Preisexplosion, Inflation, Angst vor Rezession. Es sind wirtschaftlich und finanzpolitisch schwierige Zeiten. Die US-Notenbank Fed hat sich gerade erst zu einem doch spektakulären Schritt entschlossen: Der Leitzins wurde gleich um einen halben Prozentpunkt angehoben. Das gab es seit 22 Jahren nicht mehr. Jetzt richten sich alle Augen auf die Europäische Zentralbank. Früher oder später wird die EZB wohl nachziehen (müssen), Beobachtern zufolge wird das aber wohl erst ab Juli passieren. In die Praxis übersetzt heißt das aber unterm Strich, dass die Zeit der Niedrig- bzw. Negativzinsen wohl bald vorbei sein wird.
Auch Pauschalreisen werden teurer
Befeuert wird die Inflation vor allem durch die hohen Energiepreise. Die machen im Moment den Unternehmen und den Verbrauchern gleichermaßen das Leben schwer. Mit manchmal Auswirkungen, an die man vielleicht nicht sofort denkt. Wie die flämische Rundfunkanstalt VRT berichtet, müssen jetzt etwa auch Pauschalreisende mit unerwarteten Mehrkosten rechnen. Schuld sind wieder die stark gestiegenen Treibstoffpreise. Und das gelte natürlich auch für Kerosin, sagte Piet Demeyere, Sprecher des Reiseveranstalters TUI, in der VRT. Deswegen falle der Treibstoffzuschlag in diesem Jahr viel höher aus als sonst.
Die Erhöhung des Treibstoffzuschlags wird bei TUI ab Juni gelten. Und in der Tat: Hier geht es nicht um Kleckerbeträge. Für Reisen nach Griechenland etwa wird der Kunde rund 90 Euro pro Nase draufzahlen müssen, für Spanien-Urlauber beläuft sich der Zuschlag auf rund 70 Euro. Und wer eine Pauschalreise in die Karibik gebucht hat, der muss sogar mit einem Aufpreis von 300 Euro pro Person rechnen.
Hier geht es - wohlgemerkt - nur um Pauschalreisen. Wer nur Flugtickets gekauft hat, für den ändert sich nichts. Davon abgesehen legt jeder Tour Operator den jeweils erhobenen Aufschlag selbst fest. Diese Zahlen können also variieren. Dennoch: Ein weiteres Beispiel dafür, wie sehr sich unser Leben gerade verteuert. In allen Bereichen. "Und ausgerechnet jetzt will die EU auch noch Importstopps für russisches Öl durchsetzen", hört man dann schon Kritiker unken.

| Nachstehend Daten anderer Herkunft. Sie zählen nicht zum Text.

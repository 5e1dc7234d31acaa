// Copyright (c) 2025 Ronan LE MEILLAT, SCTG Development
// This file is part of the victron-temperature project and is licensed under the
// SCTG Development Non-Commercial License v1.0 (see LICENSE.md for details).

use clap::Parser;
use log::info;
use serde::Serialize;
use std::net::SocketAddr;
use tokio_modbus::prelude::*;
use victron_temperature::TemperatureReader;

/// One-shot temperature readout from a sensor behind a Victron Cerbo GX
#[derive(Parser, Debug)]
#[clap(author, version, about)]
struct Args {
    /// Gateway address
    #[clap(long, default_value = "127.0.0.1")]
    address: String,

    /// Gateway Modbus port
    #[clap(long, default_value = "502")]
    port: u16,

    /// Unit address of the sensor, i.e. its VRM instance in the gateway
    #[clap(long)]
    unit: u8,

    /// Base address of the temperature register block
    #[clap(long, default_value = "3300")]
    register_base: u16,

    /// Print the result as JSON instead of text
    #[clap(long)]
    json: bool,
}

/// JSON shape of one readout.
#[derive(Debug, Serialize)]
struct Reading {
    unit: u8,
    fahrenheit: Option<f64>,
}

#[tokio::main]
async fn main() -> anyhow::Result<()> {
    // Initialize logging
    env_logger::init_from_env(
        env_logger::Env::default().filter_or(env_logger::DEFAULT_FILTER_ENV, "info"),
    );

    // Parse command line arguments
    let args = Args::parse();

    let gateway: SocketAddr = format!("{}:{}", args.address, args.port).parse()?;
    // stdout carries only the reading; progress goes to the log
    info!("Reading VRM instance {} via {}", args.unit, gateway);

    let reader = TemperatureReader::with_register_base(args.register_base);
    let reading = reader.read_from_gateway(gateway, Slave(args.unit)).await?;

    if args.json {
        let reading = Reading {
            unit: args.unit,
            fahrenheit: reading,
        };
        println!("{}", serde_json::to_string(&reading)?);
    } else {
        match reading {
            Some(fahrenheit) => println!("Temperature: {:.1} F", fahrenheit),
            None => println!("No reading: the sensor does not report a healthy status"),
        }
    }

    Ok(())
}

Verständnis für Unterstützung der Ukraine und für Sanktionen
Nun, glaubt man einer neuen Umfrage, dann zeigen viele Bürger durchaus Verständnis für die aktuelle Politik. Die Studie der Unis von Antwerpen und Brüssel wird von der VRT und der Zeitung De Standaard veröffentlicht. Demnach stößt die Haltung des Landes und auch der EU auf sehr große Zustimmung, wie auch Professor Stefaan Walgrave, Politikwissenschaftler an der Uni Antwerpen, in der VRT erklärt. Eine große Mehrheit der Flamen sei einverstanden damit, dass man Lebensmittel und Brennstoffe in die Ukraine liefert, dass man Flüchtlinge aus dem Land aufnimmt, dass man Waffen an die Ukraine liefert und dass man gegebenenfalls auch Soldaten in die Nachbarländer der Ukraine entsendet.
Rund sieben von zehn Flamen sind zudem der Ansicht, dass es richtig ist, dass man Wirtschaftssanktionen gegen den Aggressor Russland verhängt. Und das sogar dann, wenn die Strafmaßnahmen negative Auswirkungen auf unsere eigene Wirtschaft haben. Das war ausdrücklich so in der Frage vermerkt.

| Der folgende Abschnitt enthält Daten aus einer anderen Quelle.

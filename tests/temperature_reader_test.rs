// Copyright (c) 2025 Ronan LE MEILLAT, SCTG Development
// This file is part of the victron-temperature project and is licensed under the
// SCTG Development Non-Commercial License v1.0 (see LICENSE.md for details).

//! Tests for the TemperatureReader against an in-process gateway simulator
//!
//! Each test starts a CerboTemperatureSimulator on an ephemeral port,
//! connects a Modbus client to it and drives the register content through
//! the simulator handle. The three outcomes the reader distinguishes are
//! all covered: a Fahrenheit value, an absent reading for a sensor in a
//! defined non-OK state, and hard errors for transport and decode
//! failures.

use std::net::SocketAddr;
use std::str::FromStr;
use std::time::Duration;

use tokio::net::TcpListener;
use tokio::time;
use tokio_modbus::{
    prelude::*,
    server::tcp::{accept_tcp_connection, Server},
};

use victron_temperature::{
    CerboTemperatureSimulator, SensorStatus, TemperatureError, TemperatureReader,
};

/// Start a simulated gateway on an ephemeral port.
///
/// Returns the listen address, a handle for driving the scenario and the
/// server task. The handle shares register state with the clones serving
/// the connections, so changes made through it are visible to clients
/// immediately.
async fn start_simulator() -> Result<
    (
        SocketAddr,
        CerboTemperatureSimulator,
        tokio::task::JoinHandle<()>,
    ),
    Box<dyn std::error::Error>,
> {
    // Use port 0 to let the OS assign an available port
    let socket_addr = SocketAddr::from_str("127.0.0.1:0").unwrap();
    let listener = TcpListener::bind(socket_addr).await?;
    let socket_addr = listener.local_addr()?;
    println!("Simulated gateway started on: {}", socket_addr);

    let server = Server::new(listener);
    let simulator = CerboTemperatureSimulator::new();

    let service_simulator = simulator.clone();
    let temperature_service = move |_socket_addr| Ok(Some(service_simulator.clone()));

    let on_connected = move |stream, socket_addr| {
        let temperature_service = temperature_service.clone();
        async move { accept_tcp_connection(stream, socket_addr, temperature_service) }
    };

    let on_process_error = |err| {
        eprintln!("Server error: {}", err);
    };

    // Start the server in a background task
    let handle = tokio::spawn(async move {
        if let Err(e) = server.serve(&on_connected, on_process_error).await {
            eprintln!("Server error: {}", e);
        }
    });

    // Give the server a moment to start
    time::sleep(Duration::from_millis(100)).await;

    Ok((socket_addr, simulator, handle))
}

#[tokio::test]
async fn test_reads_healthy_temperature() -> Result<(), Box<dyn std::error::Error>> {
    let (socket_addr, _simulator, _server_handle) = start_simulator().await?;

    let mut ctx = tcp::connect(socket_addr).await?;
    let reader = TemperatureReader::new();

    // The simulator starts out healthy at 25.00 C
    let reading = reader.read_temperature_f(&mut ctx, Slave(24)).await?;
    let fahrenheit = reading.expect("healthy sensor must yield a reading");
    assert!((fahrenheit - 77.0).abs() < 1e-9);

    ctx.disconnect().await?;
    Ok(())
}

#[tokio::test]
async fn test_reads_negative_temperature() -> Result<(), Box<dyn std::error::Error>> {
    let (socket_addr, simulator, _server_handle) = start_simulator().await?;
    simulator.set_temperature_c(-5.0);

    let mut ctx = tcp::connect(socket_addr).await?;
    let reading = TemperatureReader::new()
        .read_temperature_f(&mut ctx, Slave(24))
        .await?;
    assert!((reading.unwrap() - 23.0).abs() < 1e-9);

    ctx.disconnect().await?;
    Ok(())
}

#[tokio::test]
async fn test_unhealthy_sensor_yields_no_reading() -> Result<(), Box<dyn std::error::Error>> {
    let (socket_addr, simulator, _server_handle) = start_simulator().await?;

    let mut ctx = tcp::connect(socket_addr).await?;
    let reader = TemperatureReader::new();

    // The temperature register keeps its 25.00 C content the whole time;
    // it must not leak out for any non-OK status.
    for status in [
        SensorStatus::Disconnected,
        SensorStatus::ShortCircuit,
        SensorStatus::ReversePolarity,
        SensorStatus::Unknown,
    ] {
        simulator.set_status(status);
        let reading = reader.read_temperature_f(&mut ctx, Slave(24)).await?;
        assert_eq!(reading, None, "status '{}' must not yield a reading", status);
    }

    // Back to OK, the stored temperature becomes visible again
    simulator.set_status(SensorStatus::Ok);
    let reading = reader.read_temperature_f(&mut ctx, Slave(24)).await?;
    assert!((reading.unwrap() - 77.0).abs() < 1e-9);

    ctx.disconnect().await?;
    Ok(())
}

#[tokio::test]
async fn test_uninterpreted_registers_do_not_affect_reading(
) -> Result<(), Box<dyn std::error::Error>> {
    let (socket_addr, simulator, _server_handle) = start_simulator().await?;

    // Product ID, scale factor, offset and type are read as part of the
    // block but never interpreted; garbage in them must change nothing.
    simulator.set_register(3300, 0xFFFF);
    simulator.set_register(3301, 0);
    simulator.set_register(3302, 500);
    simulator.set_register(3303, 999);

    let mut ctx = tcp::connect(socket_addr).await?;
    let reading = TemperatureReader::new()
        .read_temperature_f(&mut ctx, Slave(24))
        .await?;
    assert!((reading.unwrap() - 77.0).abs() < 1e-9);

    ctx.disconnect().await?;
    Ok(())
}

#[tokio::test]
async fn test_undefined_status_fails_decoding() -> Result<(), Box<dyn std::error::Error>> {
    let (socket_addr, simulator, _server_handle) = start_simulator().await?;
    simulator.set_status_code(9);

    let mut ctx = tcp::connect(socket_addr).await?;
    match TemperatureReader::new()
        .read_temperature_f(&mut ctx, Slave(24))
        .await
    {
        Err(TemperatureError::UndefinedStatus(code)) => assert_eq!(code, 9),
        other => panic!("expected UndefinedStatus, got {:?}", other),
    }

    ctx.disconnect().await?;
    Ok(())
}

#[tokio::test]
async fn test_unserved_register_base_is_rejected() -> Result<(), Box<dyn std::error::Error>> {
    let (socket_addr, _simulator, _server_handle) = start_simulator().await?;

    let mut ctx = tcp::connect(socket_addr).await?;

    // 3306 is documented in the Victron register list but not served by
    // the gateway; the simulator refuses it the same way.
    let reader = TemperatureReader::with_register_base(3306);
    match reader.read_temperature_f(&mut ctx, Slave(24)).await {
        Err(TemperatureError::Exception(code)) => {
            assert_eq!(code.to_string(), "Illegal data address");
        }
        other => panic!("expected a gateway exception, got {:?}", other),
    }

    ctx.disconnect().await?;
    Ok(())
}

#[tokio::test]
async fn test_dead_gateway_is_a_transport_error() -> Result<(), Box<dyn std::error::Error>> {
    // Bind and immediately drop a listener to get an address nobody serves.
    let listener = TcpListener::bind(SocketAddr::from_str("127.0.0.1:0").unwrap()).await?;
    let dead_addr = listener.local_addr()?;
    drop(listener);

    // A gateway that cannot be reached is a hard failure, never "no
    // reading".
    match TemperatureReader::new()
        .read_from_gateway(dead_addr, Slave(24))
        .await
    {
        Err(TemperatureError::Transport(_)) => {}
        other => panic!("expected Transport, got {:?}", other),
    }

    Ok(())
}

#[tokio::test]
async fn test_read_from_gateway_owns_its_connection() -> Result<(), Box<dyn std::error::Error>> {
    let (socket_addr, _simulator, _server_handle) = start_simulator().await?;

    let reading = TemperatureReader::new()
        .read_from_gateway(socket_addr, Slave(24))
        .await?;
    assert!((reading.unwrap() - 77.0).abs() < 1e-9);

    Ok(())
}

#[tokio::test]
async fn test_consecutive_reads_are_identical() -> Result<(), Box<dyn std::error::Error>> {
    let (socket_addr, _simulator, _server_handle) = start_simulator().await?;

    let mut ctx = tcp::connect(socket_addr).await?;
    let reader = TemperatureReader::new();

    let first = reader.read_temperature_f(&mut ctx, Slave(24)).await?;
    let second = reader.read_temperature_f(&mut ctx, Slave(24)).await?;
    assert_eq!(first, second);
    assert!((first.unwrap() - 77.0).abs() < 1e-9);

    ctx.disconnect().await?;
    Ok(())
}
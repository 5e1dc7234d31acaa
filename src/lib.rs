// Copyright (c) 2025 Ronan LE MEILLAT, SCTG Development
// This file is part of the victron-temperature project and is licensed under the
// SCTG Development Non-Commercial License v1.0 (see LICENSE.md for details).

//! Victron temperature library
//!
//! This library reads temperature sensors attached to a Victron Cerbo GX
//! gateway over Modbus/TCP. The gateway exposes each sensor as a block of
//! six input registers; this crate performs the single register read,
//! validates the sensor status and decodes the scaled Celsius value into
//! degrees Fahrenheit.
//!
//! ## Usage
//!
//! ```no_run
//! use std::net::SocketAddr;
//! use tokio_modbus::prelude::*;
//! use victron_temperature::TemperatureReader;
//!
//! #[tokio::main]
//! async fn main() -> anyhow::Result<()> {
//!     let gateway: SocketAddr = "192.168.1.50:502".parse()?;
//!     let mut ctx = tcp::connect(gateway).await?;
//!
//!     // Unit address = the sensor's VRM instance configured in the gateway
//!     let reader = TemperatureReader::new();
//!     match reader.read_temperature_f(&mut ctx, Slave(24)).await? {
//!         Some(fahrenheit) => println!("Temperature: {:.1} F", fahrenheit),
//!         None => println!("Sensor is not reporting a healthy reading"),
//!     }
//!
//!     ctx.disconnect().await?;
//!     Ok(())
//! }
//! ```

pub mod modbus;

pub use modbus::{CerboTemperatureSimulator, SensorStatus, TemperatureError, TemperatureReader};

Die Butter und das Geld für die Butter
Ein bisschen paradox ist dann allerdings, dass die Mehrheit der Befragten zugleich der Ansicht ist, dass die Energiepreise gesenkt werden müssen. Und dass der Staat das notfalls übernehmen muss. Fast vier von zehn Flamen nehmen es dabei in Kauf, dass die Staatsschuld dadurch weiter ansteigt. Dass man das durch neue Steuern ausgleicht, das wollen die Leute nicht.
Im Grunde sagen die Menschen also, dass sie niedrigere Energiepreise wollen, ohne dass sie das irgendwie spüren, sagt Professor Stefaan Walgrave. Also: Die Butter und das Geld für die Butter, wie der Frankophone sagt.
Ganz klar geht jedenfalls aus der Umfrage hervor, dass der Flame - bei allem Verständnis für die Ukraine-Politik - vor allem an seinen Geldbeutel denkt. Was den Regierungen des Landes ganz klar anzeigt, wo die Priorität zu liegen hat. Die Zeitung De Standaard drückte es so aus: "Kaufkraft über alles".